How Often Should You Meditate

Let’s say you’ve got into meditation. Say it is Vipassana to make it more specific (but any meditation that helps you learn to pay attention would work the same).

The question you might have is how often and for how long should you meditate. While this question may seem to have a trivial answer (and it does), it is probably not the one you’re thinking about.

When you practice a phisycal exercise routine, it is quite easy to figure out a schedule as there’s a good amount of research on muscle and tissues recovery and growth rates. But there doesn’t seem to be the same thing for overarching cognitive training.

There is research and guidelines on how to build an optimal schedule/routine around more specific cognitive skills (like reading, maths, IQ, chess, language learning, programming…) but a mindfulness practice is more like a general fitness level rather than a specific skill.

So how often should you meditate? If you’re still at the beginning of your journey (usually weeks or months, but can even be years, depending on the practice) then you want to prioritize frequency oven duration. It is better to spend 5 minutes every day instead of doing it once a week for 30 minutes long.

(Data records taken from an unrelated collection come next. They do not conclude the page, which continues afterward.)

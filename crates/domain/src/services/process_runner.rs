//! External process invocation.

use std::io;

/// Captured result of a finished process.
#[derive(Debug, Clone, Default, PartialEq, Eq)]
pub struct ProcessOutput {
    /// Exit code; `-1` when the process was terminated by a signal.
    pub exit_code: i32,
    pub stdout: String,
    pub stderr: String,
}

impl ProcessOutput {
    pub fn success(&self) -> bool {
        self.exit_code == 0
    }
}

/// Runs `(cmd, args) -> (exit_code, stdout, stderr)`.
#[async_trait::async_trait]
pub trait ProcessRunner: Send + Sync {
    async fn run(&self, cmd: &str, args: &[String]) -> io::Result<ProcessOutput>;
}

/// Runs commands with `tokio::process`.
///
/// The child is killed when the returned future is dropped, so an outer
/// timeout does not leave a stray dump process behind.
#[derive(Debug, Clone, Copy, Default)]
pub struct TokioProcessRunner;

#[async_trait::async_trait]
impl ProcessRunner for TokioProcessRunner {
    async fn run(&self, cmd: &str, args: &[String]) -> io::Result<ProcessOutput> {
        let output = tokio::process::Command::new(cmd)
            .args(args)
            .kill_on_drop(true)
            .output()
            .await?;

        Ok(ProcessOutput {
            exit_code: output.status.code().unwrap_or(-1),
            stdout: String::from_utf8_lossy(&output.stdout).into_owned(),
            stderr: String::from_utf8_lossy(&output.stderr).into_owned(),
        })
    }
}

#[cfg(all(test, unix))]
mod tests {
    use super::*;

    #[tokio::test]
    async fn test_runs_command_and_captures_output() {
        let output = TokioProcessRunner
            .run("sh", &["-c".to_string(), "echo hello; echo oops >&2; exit 3".to_string()])
            .await
            .unwrap();
        assert_eq!(output.exit_code, 3);
        assert_eq!(output.stdout.trim(), "hello");
        assert_eq!(output.stderr.trim(), "oops");
        assert!(!output.success());
    }

    #[tokio::test]
    async fn test_missing_binary_is_io_error() {
        let result = TokioProcessRunner
            .run("definitely-not-a-real-binary-xyz", &[])
            .await;
        assert!(result.is_err());
    }
}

That was for starters. Say that you now built a habit and are meditating few minutes almost every single day. How do you take it to the next level? There’s no one answer that will fit most, as it all depends on the practice you’re doing, but you want to strive to complete your set on most days. For example I practice Vipassana and Metta, and I need about 20 minutes to go through my entire routine for Vipassana, and 30 for Metta. But that’s not the full picture.

You want to get to a point where you practice at all times! Even during sleep. Day and night. 24/7! But it is not the kind that is portrayed in legends or movies, where a guru detaches from “typical human life” and insteads lives under a tree where he sits in lotus pose and meditates.

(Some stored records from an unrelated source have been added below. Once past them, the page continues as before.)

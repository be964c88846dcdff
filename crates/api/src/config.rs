use serde::Deserialize;
use std::net::SocketAddr;
use std::path::PathBuf;

use domain::models::data_deletion::DELETION_GRACE_PERIOD_DAYS;
use domain::models::FlagEnvironment;
use domain::services::{BackupSettings, LoginSecuritySettings};

#[derive(Debug, Clone, Deserialize)]
pub struct Config {
    pub server: ServerConfig,
    pub database: DatabaseConfig,
    pub logging: LoggingConfig,
    pub security: SecurityConfig,
    pub environment: EnvironmentConfig,
    #[serde(default)]
    pub login_security: LoginSecurityConfig,
    #[serde(default)]
    pub data_deletion: DataDeletionConfig,
    pub backup: BackupConfig,
}

#[derive(Debug, Clone, Deserialize)]
pub struct ServerConfig {
    #[serde(default = "default_host")]
    pub host: String,

    #[serde(default = "default_port")]
    pub port: u16,

    #[serde(default = "default_request_timeout")]
    pub request_timeout_secs: u64,
}

#[derive(Debug, Clone, Deserialize)]
pub struct DatabaseConfig {
    pub url: String,

    #[serde(default = "default_max_connections")]
    pub max_connections: u32,

    #[serde(default = "default_min_connections")]
    pub min_connections: u32,

    #[serde(default = "default_connect_timeout")]
    pub connect_timeout_secs: u64,

    #[serde(default = "default_idle_timeout")]
    pub idle_timeout_secs: u64,
}

impl From<&DatabaseConfig> for persistence::db::DatabaseConfig {
    fn from(config: &DatabaseConfig) -> Self {
        Self {
            url: config.url.clone(),
            max_connections: config.max_connections,
            min_connections: config.min_connections,
            connect_timeout_secs: config.connect_timeout_secs,
            idle_timeout_secs: config.idle_timeout_secs,
        }
    }
}

#[derive(Debug, Clone, Deserialize)]
pub struct LoggingConfig {
    #[serde(default = "default_log_level")]
    pub level: String,

    /// `json` or `pretty`.
    #[serde(default = "default_log_format")]
    pub format: String,
}

#[derive(Debug, Clone, Deserialize)]
pub struct SecurityConfig {
    #[serde(default)]
    pub cors_origins: Vec<String>,

    /// Per-IP quota on the service routes. Zero disables the limiter.
    #[serde(default = "default_rate_limit")]
    pub rate_limit_per_minute: u32,

    /// Only enable behind TLS termination.
    #[serde(default)]
    pub hsts_enabled: bool,
}

#[derive(Debug, Clone, Deserialize)]
pub struct EnvironmentConfig {
    /// Runtime environment flags are evaluated against: dev, staging or prod.
    #[serde(default = "default_environment")]
    pub name: String,
}

impl EnvironmentConfig {
    pub fn flag_environment(&self) -> Result<FlagEnvironment, String> {
        match self.name.parse::<FlagEnvironment>()? {
            FlagEnvironment::All => Err("Runtime environment cannot be 'all'".to_string()),
            env => Ok(env),
        }
    }
}

#[derive(Debug, Clone, Deserialize)]
pub struct LoginSecurityConfig {
    #[serde(default = "default_max_attempts")]
    pub max_attempts: u32,

    #[serde(default = "default_window_minutes")]
    pub window_minutes: u32,

    #[serde(default = "default_retention_days")]
    pub retention_days: i64,

    /// Rows removed per statement by the retention job.
    #[serde(default = "default_purge_batch_size")]
    pub purge_batch_size: i64,
}

impl Default for LoginSecurityConfig {
    fn default() -> Self {
        Self {
            max_attempts: default_max_attempts(),
            window_minutes: default_window_minutes(),
            retention_days: default_retention_days(),
            purge_batch_size: default_purge_batch_size(),
        }
    }
}

impl From<&LoginSecurityConfig> for LoginSecuritySettings {
    fn from(config: &LoginSecurityConfig) -> Self {
        Self {
            max_attempts: config.max_attempts,
            window_minutes: config.window_minutes,
            retention_days: config.retention_days,
        }
    }
}

#[derive(Debug, Clone, Deserialize)]
pub struct DataDeletionConfig {
    #[serde(default = "default_grace_period_days")]
    pub grace_period_days: i64,

    /// How often the execution job looks for due requests.
    #[serde(default = "default_poll_interval_secs")]
    pub poll_interval_secs: u64,

    #[serde(default = "default_execution_batch_size")]
    pub batch_size: i64,
}

impl Default for DataDeletionConfig {
    fn default() -> Self {
        Self {
            grace_period_days: default_grace_period_days(),
            poll_interval_secs: default_poll_interval_secs(),
            batch_size: default_execution_batch_size(),
        }
    }
}

#[derive(Debug, Clone, Deserialize)]
pub struct BackupConfig {
    #[serde(default = "default_dump_command")]
    pub dump_command: String,

    /// Database the dump utility connects to. Falls back to `database.url` when empty.
    #[serde(default)]
    pub connection_uri: String,

    #[serde(default = "default_output_dir")]
    pub output_dir: String,

    #[serde(default = "default_backup_timeout")]
    pub timeout_secs: u64,

    #[serde(default = "default_backup_retention_days")]
    pub retention_days: i64,

    #[serde(default = "default_download_ttl")]
    pub download_ttl_secs: i64,

    /// HMAC key for signed download links.
    #[serde(default)]
    pub download_secret: String,
}

// Default value functions
fn default_host() -> String {
    "0.0.0.0".to_string()
}
fn default_port() -> u16 {
    8080
}
fn default_request_timeout() -> u64 {
    30
}
fn default_max_connections() -> u32 {
    20
}
fn default_min_connections() -> u32 {
    5
}
fn default_connect_timeout() -> u64 {
    10
}
fn default_idle_timeout() -> u64 {
    600
}
fn default_log_level() -> String {
    "info".to_string()
}
fn default_log_format() -> String {
    "json".to_string()
}
fn default_rate_limit() -> u32 {
    600
}
fn default_environment() -> String {
    "dev".to_string()
}
fn default_max_attempts() -> u32 {
    5
}
fn default_window_minutes() -> u32 {
    15
}
fn default_retention_days() -> i64 {
    30
}
fn default_purge_batch_size() -> i64 {
    1000
}
fn default_grace_period_days() -> i64 {
    DELETION_GRACE_PERIOD_DAYS
}
fn default_poll_interval_secs() -> u64 {
    300
}
fn default_execution_batch_size() -> i64 {
    50
}
fn default_dump_command() -> String {
    "pg_dump".to_string()
}
fn default_output_dir() -> String {
    "./backups".to_string()
}
fn default_backup_timeout() -> u64 {
    3600
}
fn default_backup_retention_days() -> i64 {
    30
}
fn default_download_ttl() -> i64 {
    900
}

/// Configuration validation error
#[derive(Debug, thiserror::Error)]
pub enum ConfigValidationError {
    #[error("Missing required configuration: {0}")]
    MissingRequired(String),

    #[error("Invalid configuration value: {0}")]
    InvalidValue(String),
}

impl Config {
    /// Load configuration from files and environment variables.
    ///
    /// Loading order (later sources override earlier):
    /// 1. config/default.toml
    /// 2. config/local.toml (optional)
    /// 3. Environment variables with CP__ prefix
    pub fn load() -> Result<Self, config::ConfigError> {
        let config = config::Config::builder()
            .add_source(config::File::with_name("config/default"))
            .add_source(config::File::with_name("config/local").required(false))
            .add_source(config::Environment::with_prefix("CP").separator("__"))
            .build()?;

        let cfg: Self = config.try_deserialize()?;
        cfg.validate()
            .map_err(|e| config::ConfigError::Message(e.to_string()))?;
        Ok(cfg)
    }

    /// Builds a configuration from embedded defaults plus overrides, without files.
    pub fn load_for_test(overrides: &[(&str, &str)]) -> Result<Self, config::ConfigError> {
        let defaults = r#"
            [server]
            host = "127.0.0.1"
            port = 8080
            request_timeout_secs = 30

            [database]
            url = ""

            [logging]
            level = "info"
            format = "json"

            [security]
            cors_origins = []
            rate_limit_per_minute = 600

            [environment]
            name = "prod"

            [backup]
            dump_command = "pg_dump"
            output_dir = "./backups"
            download_secret = "test-download-secret"
        "#;

        let mut builder = config::Config::builder()
            .add_source(config::File::from_str(defaults, config::FileFormat::Toml));

        for (key, value) in overrides {
            builder = builder.set_override(*key, *value)?;
        }

        builder.build()?.try_deserialize()
    }

    /// Validate configuration values.
    pub fn validate(&self) -> Result<(), ConfigValidationError> {
        if self.database.url.is_empty() {
            return Err(ConfigValidationError::MissingRequired(
                "CP__DATABASE__URL environment variable must be set".to_string(),
            ));
        }

        if self.server.port == 0 {
            return Err(ConfigValidationError::InvalidValue(
                "Server port cannot be 0".to_string(),
            ));
        }

        if self.database.min_connections > self.database.max_connections {
            return Err(ConfigValidationError::InvalidValue(
                "min_connections cannot exceed max_connections".to_string(),
            ));
        }

        self.logging
            .format
            .parse::<crate::middleware::logging::LogFormat>()
            .map_err(ConfigValidationError::InvalidValue)?;

        self.environment
            .flag_environment()
            .map_err(ConfigValidationError::InvalidValue)?;

        if self.data_deletion.grace_period_days < DELETION_GRACE_PERIOD_DAYS {
            return Err(ConfigValidationError::InvalidValue(format!(
                "data_deletion.grace_period_days must be at least {}",
                DELETION_GRACE_PERIOD_DAYS
            )));
        }

        if self.backup.download_secret.is_empty() {
            return Err(ConfigValidationError::MissingRequired(
                "CP__BACKUP__DOWNLOAD_SECRET environment variable must be set".to_string(),
            ));
        }

        if self.backup.timeout_secs == 0 {
            return Err(ConfigValidationError::InvalidValue(
                "backup.timeout_secs cannot be 0".to_string(),
            ));
        }

        Ok(())
    }

    pub fn socket_addr(&self) -> Result<SocketAddr, std::net::AddrParseError> {
        format!("{}:{}", self.server.host, self.server.port).parse()
    }

    /// Runtime environment, falling back to `dev` for unparseable names.
    pub fn flag_environment(&self) -> FlagEnvironment {
        self.environment
            .flag_environment()
            .unwrap_or(FlagEnvironment::Dev)
    }

    pub fn backup_settings(&self) -> BackupSettings {
        let connection_uri = if self.backup.connection_uri.is_empty() {
            self.database.url.clone()
        } else {
            self.backup.connection_uri.clone()
        };

        BackupSettings {
            dump_command: self.backup.dump_command.clone(),
            connection_uri,
            output_dir: PathBuf::from(&self.backup.output_dir),
            timeout: std::time::Duration::from_secs(self.backup.timeout_secs),
            retention_days: self.backup.retention_days,
            download_ttl_seconds: self.backup.download_ttl_secs,
            download_secret: self.backup.download_secret.clone(),
        }
    }
}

What I mean is that you want to integrate your practice into your every day. And the sooner you start doing it, the more you’ll advance. Say if your practice help you identify distracting thoughts when you try to focus, label them as such and then see how they dissolve in the fabric of your mind. You want to start doing that during your day to day life. You’re reading a book, and then a memory from the yesterday’s movie distracts you, you label it, pay attention to where it is coming from, and likely it will just disappear. Or say you’ve been practicing on paying attention to different sensations in your body. You can do it throughout the day to gauge your phisycal state.

So here you have it - as in any overarching skill, you want to get to a point where the practice itself is a fine-tuning tool, but its learning and skills are applied thought your day, every day, for the rest of your life.